Back in 1988, the environmental issue of the day was finding money to pay for what were called “superfund” sites. While the federal government, under superfund legislation and special national taxes, paid for large clean-ups such as Love Canal near Niagara Falls in New York and Commencement Bay in Tacoma, there were smaller sites that were just as dangerous to public health where the state needed to step in and remove contaminants.

Over the years, as clean-ups were completed, elected officials started eyeing the millions building up in the MTCA account for other purposes, such as paying for an escort tugboat at Neah Bay for oil tankers heading to Puget Sound refineries.

However, during the 2009-2011 fiscal biennium, the Legislature changed the law so they could transfer money from the excess fund balance of $180 million to the general fund.

Now they are talking about tripling the MTCA tax to beef up the balance and transfer it to cover the budget deficit. Since the preponderance of the tax falls upon oil and chemical companies, it is a way of raising revenues and letting the oil and chemical companies pass the costs off to consumers in the form of higher prices. If passed, the increase on just petroleum is $186 million, which will undoubtedly lead to higher prices at the gas pump.

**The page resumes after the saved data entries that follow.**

impl Type {
    pub fn record(properties: impl IntoIterator<Item = (jsinfer_common::Atom, Type)>) -> Self {
        Self::Record(Arc::new(RecordType::new(properties)))
    }

    pub fn empty_record() -> Self {
        Self::record([])
    }

    pub fn array(of: Type) -> Self {
        Self::Array(Arc::new(ArrayType::of(of)))
    }

    pub fn function(this_type: Type, params: Vec<Type>, return_type: Type) -> Self {
        Self::Function(Arc::new(FunctionType {
            id: TypeId::fresh(),
            this_type,
            params,
            return_type,
            declaration: None,
            environment: None,
        }))
    }

    pub fn declared_function(
        this_type: Type,
        params: Vec<Type>,
        return_type: Type,
        declaration: Arc<FunctionNode>,
    ) -> Self {
        Self::Function(Arc::new(FunctionType {
            id: TypeId::fresh(),
            this_type,
            params,
            return_type,
            declaration: Some(declaration),
            environment: None,
        }))
    }

    /// A copy of this function type carrying the given declaration-site
    /// environment; identity is preserved.
    ///
    /// # Panics
    ///
    /// Panics on non-function types.
    pub fn with_environment(&self, environment: TypeEnvironment) -> Self {
        match self {
            Self::Function(function) => Self::Function(Arc::new(FunctionType {
                id: function.id,
                this_type: function.this_type.clone(),
                params: function.params.clone(),
                return_type: function.return_type.clone(),
                declaration: function.declaration.clone(),
                environment: Some(environment),
            })),
            _ => panic!("{self} is not a function type"),
        }
    }

    pub fn maybe(of: Type) -> Self {
        // Maybe<Maybe<T>> adds no information; collapse on construction.
        if let Self::Maybe(_) = of {
            return of;
        }
        Self::Maybe(Arc::new(MaybeType { id: TypeId::fresh(), of }))
    }

    pub fn variable() -> Self {
        Self::Variable(TypeId::fresh())
    }

    /// The identity token of this instance.
    pub fn id(&self) -> TypeId {
        match self {
            Self::Any => TypeId::ANY,
            Self::Void => TypeId::VOID,
            Self::Null => TypeId::NULL,
            Self::Number => TypeId::NUMBER,
            Self::Boolean => TypeId::BOOLEAN,
            Self::String => TypeId::STRING,
            Self::Record(record) => record.id,
            Self::Array(array) => array.id,
            Self::Function(function) => function.id,
            Self::Maybe(maybe) => maybe.id,
            Self::Variable(id) => *id,
        }
    }

    pub fn is_variable(&self) -> bool {
        matches!(self, Self::Variable(_))
    }

    /// A concrete (non-variable) type.
    pub fn is_base_type(&self) -> bool {
        !self.is_variable()
    }

    /// True if both instances denote the same logical type.
    ///
    /// This is the only correct way to detect "the variable that later got
    /// resolved": substitution produces new object graphs, so reference
    /// identity is insufficient.
    pub fn same(&self, other: &Type) -> bool {
        self.id() == other.id()
    }

    /// True if both types have the same variant tag, ignoring parameters.
    pub fn same_kind(&self, other: &Type) -> bool {
        std::mem::discriminant(self) == std::mem::discriminant(other)
    }

    /// Structural equality: same kind and equal parameters. Type variables
    /// compare by identity only, never structurally.
    pub fn equals(&self, other: &Type) -> bool {
        match (self, other) {
            (Self::Variable(a), Self::Variable(b)) => a == b,
            (Self::Record(a), Self::Record(b)) => a.properties == b.properties,
            (Self::Array(a), Self::Array(b)) => {
                a.of.equals(&b.of) && a.properties == b.properties
            }
            (Self::Maybe(a), Self::Maybe(b)) => a.of.equals(&b.of),
            (Self::Function(a), Self::Function(b)) => {
                a.params.len() == b.params.len()
                    && a.this_type.equals(&b.this_type)
                    && a.return_type.equals(&b.return_type)
                    && a.params.iter().zip(&b.params).all(|(x, y)| x.equals(y))
            }
            _ => self.same_kind(other),
        }
    }

    /// True if `t` can be used where `self` is expected.
    pub fn is_sub_type(&self, t: &Type) -> bool {
        // Any absorbs in both directions.
        if matches!(self, Self::Any) || matches!(t, Self::Any) {
            return true;
        }
        // The absent value coerces to anything.
        if matches!(t, Self::Void) {
            return true;
        }

        match self {
            // Placeholder: not known yet, the variable can still become `t`.
            Self::Variable(_) => true,
            Self::Maybe(maybe) => match t {
                Self::Null => true,
                Self::Maybe(other) => maybe.of.is_sub_type(&other.of),
                _ => maybe.of.is_sub_type(t),
            },
            Self::Record(record) => match t {
                Self::Record(other) => record.is_record_sub_type(other),
                _ => false,
            },
            Self::Array(array) => match t {
                Self::Array(other) => {
                    array.is_property_sub_type(other) && array.of.is_sub_type(&other.of)
                }
                _ => false,
            },
            Self::Function(_) => {
                if !self.same_kind(t) {
                    return false;
                }
                self.pointwise(t, Type::is_sub_type)
            }
            _ => self.equals(t),
        }
    }

    /// Occurs check: true if `t` is this type or part of its structure.
    /// Callers use it to reject building cyclic substitutions.
    pub fn contains_type(&self, t: &Type) -> bool {
        if self.same(t) {
            return true;
        }
        match self {
            Self::Record(record) => record.properties.values().any(|p| p.contains_type(t)),
            Self::Array(array) => {
                array.of.contains_type(t)
                    || array.properties.values().any(|p| p.contains_type(t))
            }
            Self::Maybe(maybe) => maybe.of.contains_type(t),
            Self::Function(function) => {
                function.this_type.contains_type(t)
                    || function.return_type.contains_type(t)
                    || function.params.iter().any(|p| p.contains_type(t))
            }
            _ => false,
        }
    }

    /// Reverse of [`Type::contains_type`].
    pub fn occurs_in(&self, t: &Type) -> bool {
        t.contains_type(self)
    }

    /// Structurally replace every occurrence of `old` with `new`, returning a
    /// new value. The result keeps the receiver's id when rebuilt; unchanged
    /// structures are returned as-is (no churn).
    pub fn substitute(&self, old: &Type, new: &Type) -> Type {
        if self.same(old) {
            return new.clone();
        }

        match self {
            Self::Record(record) => record.substitute_properties(old, new).map_or_else(
                || self.clone(),
                |properties| Self::Record(Arc::new(record.with_properties_and_id(properties, record.id))),
            ),
            Self::Array(array) => {
                let of = array.of.substitute(old, new);
                let properties = array.substitute_properties(old, new);
                if of.equals(&array.of) && properties.is_none() {
                    return self.clone();
                }
                let properties = properties.unwrap_or_else(|| array.properties.clone());
                Self::Array(Arc::new(ArrayType::with_parts(of, properties, array.id)))
            }
            Self::Function(_) | Self::Maybe(_) => {
                let params = self.type_parameters().expect("parametrized variant");
                let substituted: TypeParameters =
                    params.iter().map(|p| p.substitute(old, new)).collect();
                if params.iter().zip(&substituted).all(|(a, b)| a.equals(b)) {
                    return self.clone();
                }
                self.with_type_parameters(substituted, self.id())
            }
            _ => self.clone(),
        }
    }

    /// Re-instantiate with a new identity, for generic reuse. The structure
    /// is shared; only the top-level id changes. Nullary flyweights are
    /// returned unchanged, a variable becomes a new variable.
    pub fn fresh(&self) -> Type {
        match self {
            Self::Variable(_) => Self::variable(),
            Self::Record(record) => {
                Self::Record(Arc::new(record.with_properties_and_id(record.properties.clone(), TypeId::fresh())))
            }
            Self::Array(array) => Self::Array(Arc::new(ArrayType::with_parts(
                array.of.clone(),
                array.properties.clone(),
                TypeId::fresh(),
            ))),
            Self::Function(_) | Self::Maybe(_) => {
                let params = self.type_parameters().expect("parametrized variant");
                self.with_type_parameters(params, TypeId::fresh())
            }
            _ => self.clone(),
        }
    }

    /// The ordered type-parameter list of a parametrized variant; `None` for
    /// everything else. Function order is `[this, return, params...]`.
    pub fn type_parameters(&self) -> Option<TypeParameters> {
        match self {
            Self::Function(function) => {
                let mut params = TypeParameters::new();
                params.push(function.this_type.clone());
                params.push(function.return_type.clone());
                params.extend(function.params.iter().cloned());
                Some(params)
            }
            Self::Maybe(maybe) => Some(SmallVec::from_iter([maybe.of.clone()])),
            Self::Array(array) => Some(SmallVec::from_iter([array.of.clone()])),
            _ => None,
        }
    }

    /// Rebuild a parametrized variant from a parameter list, with the given
    /// id. Function declaration/environment backlinks are preserved.
    ///
    /// # Panics
    ///
    /// Panics on non-parametrized variants or a parameter count that does not
    /// fit the variant shape; both indicate a bug in the calling rule.
    pub fn with_type_parameters(&self, params: TypeParameters, id: TypeId) -> Type {
        match self {
            Self::Function(function) => {
                assert!(
                    params.len() >= 2,
                    "a function type takes at least this and return parameters"
                );
                let mut iter = params.into_iter();
                let this_type = iter.next().expect("this type");
                let return_type = iter.next().expect("return type");
                Self::Function(Arc::new(FunctionType {
                    id,
                    this_type,
                    params: iter.collect(),
                    return_type,
                    declaration: function.declaration.clone(),
                    environment: function.environment.clone(),
                }))
            }
            Self::Maybe(_) => {
                assert!(params.len() == 1, "a maybe type takes exactly one type parameter");
                let of = params.into_iter().next().expect("wrapped type");
                Self::Maybe(Arc::new(MaybeType { id, of }))
            }
            Self::Array(array) => {
                assert!(params.len() == 1, "an array type takes exactly one type parameter");
                let of = params.into_iter().next().expect("element type");
                Self::Array(Arc::new(ArrayType::with_parts(of, array.properties.clone(), id)))
            }
            _ => panic!("{self} is not a parametrized type"),
        }
    }

    fn pointwise(&self, other: &Type, relate: impl Fn(&Type, &Type) -> bool) -> bool {
        let (Some(left), Some(right)) = (self.type_parameters(), other.type_parameters()) else {
            return false;
        };
        left.len() == right.len() && left.iter().zip(right.iter()).all(|(a, b)| relate(a, b))
    }
}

If they do that, the Legislature may be in a protracted battle over what is called “nexus” — proving that the tax actually supports what it was intended to fund.

That would be more like robbing Peter and Paul to fund the litigation.

My mom never forgot the day dad discovered she was raiding the stash he’d put away for a rainy day. As my mom learned, it is much harder putting the money back than it was “sweeping” it in the first place.

Lawmakers may soon find themselves in a similar predicament.

Don Brunell is the president of the Association of Washington Business.